[PROVIDED RECORDS — start]
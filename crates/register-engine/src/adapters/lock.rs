//! # Data Directory Locking
//!
//! Prevents two processes from opening the same register database. Two
//! engines on one directory would each believe they own the counter rows.
//!
//! Uses `fs2` for cross-platform file locking (flock on Unix, LockFile on Windows).

use fs2::FileExt;
use std::fs::{File, OpenOptions};
use std::io::{self, Write};
use std::path::{Path, PathBuf};
use std::time::{Duration, Instant};
use thiserror::Error;

/// Default wait for a held lock before giving up.
pub const DEFAULT_LOCK_TIMEOUT: Duration = Duration::from_secs(5);

/// Errors from data directory locking.
#[derive(Debug, Error)]
pub enum LockError {
    /// Lock file could not be created.
    #[error("failed to create lock file: {0}")]
    CreateFailed(#[source] io::Error),

    /// Directory is already locked by another process.
    #[error("register database already in use ({}), holder pid {:?}", .path.display(), .pid)]
    AlreadyLocked {
        /// PID recorded by the holder, when readable.
        pid: Option<u32>,
        /// Lock file path.
        path: PathBuf,
    },

    /// Failed to record our PID in the lock file.
    #[error("failed to write PID to lock file: {0}")]
    WriteFailed(#[source] io::Error),
}

/// Exclusive lock on a data directory, released on drop.
pub struct DatabaseLock {
    file: File,
    path: PathBuf,
    pid: u32,
}

impl DatabaseLock {
    /// Lock file name.
    pub const LOCK_FILE: &'static str = "REGISTER.lock";

    /// Acquire the lock, waiting up to [`DEFAULT_LOCK_TIMEOUT`].
    pub fn acquire(data_dir: &Path) -> Result<Self, LockError> {
        Self::acquire_with_timeout(data_dir, DEFAULT_LOCK_TIMEOUT)
    }

    /// Acquire the lock, retrying with exponential backoff until `timeout`.
    pub fn acquire_with_timeout(data_dir: &Path, timeout: Duration) -> Result<Self, LockError> {
        let deadline = Instant::now() + timeout;
        let lock_path = data_dir.join(Self::LOCK_FILE);
        let mut retry_delay = Duration::from_millis(10);

        loop {
            let file = OpenOptions::new()
                .create(true)
                .truncate(false)
                .read(true)
                .write(true)
                .open(&lock_path)
                .map_err(LockError::CreateFailed)?;

            if file.try_lock_exclusive().is_ok() {
                let pid = std::process::id();
                let mut file = file;
                file.set_len(0).map_err(LockError::WriteFailed)?;
                writeln!(file, "{pid}").map_err(LockError::WriteFailed)?;
                file.sync_all().map_err(LockError::WriteFailed)?;
                tracing::debug!(path = %lock_path.display(), pid, "[register] data directory locked");
                return Ok(Self {
                    file,
                    path: lock_path,
                    pid,
                });
            }

            if Instant::now() >= deadline {
                return Err(LockError::AlreadyLocked {
                    pid: Self::read_existing_pid(&lock_path),
                    path: lock_path,
                });
            }

            drop(file);
            std::thread::sleep(retry_delay);
            retry_delay = (retry_delay * 2).min(Duration::from_millis(250));
        }
    }

    /// PID of the process holding the lock.
    pub fn pid(&self) -> u32 {
        self.pid
    }

    /// Path to the lock file.
    pub fn path(&self) -> &Path {
        &self.path
    }

    fn read_existing_pid(path: &Path) -> Option<u32> {
        std::fs::read_to_string(path)
            .ok()
            .and_then(|s| s.trim().parse().ok())
    }
}

impl Drop for DatabaseLock {
    fn drop(&mut self) {
        let _ = FileExt::unlock(&self.file);
    }
}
[PROVIDED RECORDS — finish]
• _EXERCISE GOAL_:
The lines above, starting at the one with "use fs2::FileExt;" and ending at the one with "before giving up.", are the only ones to return, exactly as written.

• _RESULT_:
use fs2::FileExt;
use std::fs::{File, OpenOptions};
use std::io::{self, Write};
use std::path::{Path, PathBuf};
use std::time::{Duration, Instant};
use thiserror::Error;

/// Default wait for a held lock before giving up.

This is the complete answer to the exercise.